A/N: Yes, another Sting-inspired ficlet. And it's Ichiangst again, though hopefully more mild than last time. But read the lyrics to "Lazarus Heart" and try to tell me you don't think of Ichigo.
He traced the skin where, the day before, a gaping wound had been. Though it was gone—Rukia was a good healer, even if he was loathe to admit it—he could still feel a ghost of it, a deep-running twinge that made him shudder.

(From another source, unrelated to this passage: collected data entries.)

//! Retry Strategy
//!
//! Bounded retry with exponential backoff, decoupled from any endpoint.
//!
//! ## Strategy
//!
//! 1. Run the attempt
//! 2. On failure, classify it with the configured classifier
//! 3. If retryable and attempts remain, sleep the backoff delay and retry
//! 4. Otherwise stop and hand back the last failure
//!
//! Every attempt is recorded as a `RequestAttempt` for logging and tests.
//! Sleeping is a tokio timer, so other tasks keep running during backoff.

use backon::{ExponentialBuilder, Retryable};
use std::future::Future;
use std::sync::atomic::{AtomicUsize, Ordering};
use std::sync::{Mutex, MutexGuard};
use std::time::Duration;
use tokio::time::Instant;
use tracing::{debug, warn};

use crate::constants::retry as retry_constants;
use crate::types::{AttemptFailure, FailureCategory, classify_failure};

/// Maps a failed attempt to a category; retryable categories are retried.
pub type Classifier = fn(&AttemptFailure) -> FailureCategory;

/// Outcome of a single attempt
#[derive(Debug, Clone, Copy, PartialEq, Eq)]
pub enum AttemptOutcome {
    Success,
    RetryableFailure(FailureCategory),
    TerminalFailure(FailureCategory),
}

/// One try of a network call
#[derive(Debug, Clone, PartialEq)]
pub struct RequestAttempt {
    /// Zero-based attempt index
    pub index: usize,
    /// Wall time spent in the attempt itself
    pub elapsed: Duration,
    /// Backoff scheduled after this attempt, if another one followed
    pub delay: Option<Duration>,
    pub outcome: AttemptOutcome,
}

/// Final result of a retried operation plus its attempt log
#[derive(Debug)]
pub struct RetryReport<T> {
    pub result: Result<T, AttemptFailure>,
    pub attempts: Vec<RequestAttempt>,
}

impl<T> RetryReport<T> {
    pub fn attempt_count(&self) -> usize {
        self.attempts.len()
    }

    /// Backoff delays actually scheduled, in order
    pub fn delays(&self) -> Vec<Duration> {
        self.attempts.iter().filter_map(|a| a.delay).collect()
    }
}

/// Retry policy: attempt budget, backoff configuration and classifier
#[derive(Clone)]
pub struct RetryPolicy {
    /// Maximum total attempts (first try included)
    pub max_attempts: usize,
    /// Delay before the second attempt
    pub base_delay: Duration,
    /// Growth factor applied to each subsequent delay
    pub factor: f32,
    pub classifier: Classifier,
}

impl std::fmt::Debug for RetryPolicy {
    fn fmt(&self, f: &mut std::fmt::Formatter<'_>) -> std::fmt::Result {
        f.debug_struct("RetryPolicy")
            .field("max_attempts", &self.max_attempts)
            .field("base_delay", &self.base_delay)
            .field("factor", &self.factor)
            .finish_non_exhaustive()
    }
}

impl Default for RetryPolicy {
    fn default() -> Self {
        Self {
            max_attempts: retry_constants::MAX_ATTEMPTS,
            base_delay: Duration::from_millis(retry_constants::BASE_DELAY_MS),
            factor: retry_constants::BACKOFF_FACTOR,
            classifier: classify_failure,
        }
    }
}

impl RetryPolicy {
    pub fn with_classifier(mut self, classifier: Classifier) -> Self {
        self.classifier = classifier;
        self
    }

    pub fn with_max_attempts(mut self, max_attempts: usize) -> Self {
        self.max_attempts = max_attempts;
        self
    }

    /// Backoff schedule: `base × factor^i` between attempt `i` and `i + 1`,
    /// no jitter.
    pub fn backoff(&self) -> ExponentialBuilder {
        ExponentialBuilder::default()
            .with_min_delay(self.base_delay)
            .with_factor(self.factor)
            .with_max_times(self.max_attempts.saturating_sub(1))
    }

    pub fn is_retryable(&self, failure: &AttemptFailure) -> bool {
        (self.classifier)(failure).is_retryable()
    }

    /// Run `attempt` under this policy
    pub async fn run<T, F, Fut>(&self, operation: &str, mut attempt: F) -> RetryReport<T>
    where
        F: FnMut() -> Fut,
        Fut: Future<Output = Result<T, AttemptFailure>>,
    {
        let classifier = self.classifier;
        let max_attempts = self.max_attempts;
        let attempts: Mutex<Vec<RequestAttempt>> = Mutex::new(Vec::new());
        let next_index = AtomicUsize::new(0);

        let result = (|| {
            let index = next_index.fetch_add(1, Ordering::SeqCst);
            let pending = attempt();
            let attempts = &attempts;
            async move {
                let started = Instant::now();
                debug!(operation, attempt = index + 1, max_attempts, "Request attempt");

                let result = pending.await;
                let outcome = match &result {
                    Ok(_) => AttemptOutcome::Success,
                    Err(failure) => {
                        let category = classifier(failure);
                        if category.is_retryable() {
                            AttemptOutcome::RetryableFailure(category)
                        } else {
                            AttemptOutcome::TerminalFailure(category)
                        }
                    }
                };

                lock(attempts).push(RequestAttempt {
                    index,
                    elapsed: started.elapsed(),
                    delay: None,
                    outcome,
                });
                result
            }
        })
        .retry(self.backoff())
        .sleep(tokio::time::sleep)
        .when(|failure: &AttemptFailure| classifier(failure).is_retryable())
        .notify(|failure: &AttemptFailure, delay: Duration| {
            let mut recorded = lock(&attempts);
            let failed_attempt = recorded.len();
            if let Some(last) = recorded.last_mut() {
                last.delay = Some(delay);
            }
            warn!(
                operation,
                attempt = failed_attempt,
                max_attempts,
                delay_ms = delay.as_millis() as u64,
                failure = %failure,
                "Request attempt failed, retrying"
            );
        })
        .await;

        let attempts = attempts
            .into_inner()
            .unwrap_or_else(|poisoned| poisoned.into_inner());

        RetryReport { result, attempts }
    }
}

fn lock<T>(mutex: &Mutex<T>) -> MutexGuard<'_, T> {
    mutex.lock().unwrap_or_else(|poisoned| {
        tracing::error!("Retry attempt log poisoned, recovering");
        poisoned.into_inner()
    })
}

It wasn't as though he had a low tolerance for pain. He'd gotten plenty of injuries over the course of his still-short life, mostly from fights. And some of them had been almost as bad. But this one was different.
His mother—no, that thing using his mother's face—had impaled him. His hand shook over the ghostly injury, and he stilled it by making it into a fist.
It was hard. There was no way around that. But knowing the truth of the matter, knowing the hollow that had killed his mother, gave him a sense of freedom.
No. Freedom wasn't the right word. He didn't know the word for this feeling. He scoured his mind and nearly a decade of schooling, and the closest word he could find was determination.
By all rights, he should be dead. Most people don't survive being impaled. That's not to say he wasn't glad he survived. He was more than glad. The fact that he was still alive meant that he could keep going. Keep protecting those around him, and even those he had never met. Keep fighting hollows, and in turn keep getting closer to killing the one that had taken his mother away.
He had a sword to protect himself, but the wound, which still ached in a way somewhere beyond physical, would give him power. The very memory of it, and all things associated with it, would be a reminder of why he was fighting. Instead of crippling him, it made him stronger.
The sunlight was shining in through the window, and the morning sounds of his family filtered in through the walls, reminding him he had to go to school. With a sigh, he got out of bed and dressed, knocking on his closet door to remind its tenant that it was time to get up.
A few minutes later, and he was outside, his bag carried carelessly over one shoulder. A cacophony drifting from the roof of his house made him stop, and he looked.
A big black and gray cloud of birds had settled on the roof in the night. Idly, he cast a look about in search of stones to throw and scatter them. There were none.
He sighed again, and kept walking. And he couldn't help but notice that nearly every roof of every house was home to birds like his.
A mother was shooing a few of the birds away as she walked her elementary schooler to the bus stop. She looked tired and weary, but still smiled at her child as they walked.
That was who Ichigo was protecting. All of them.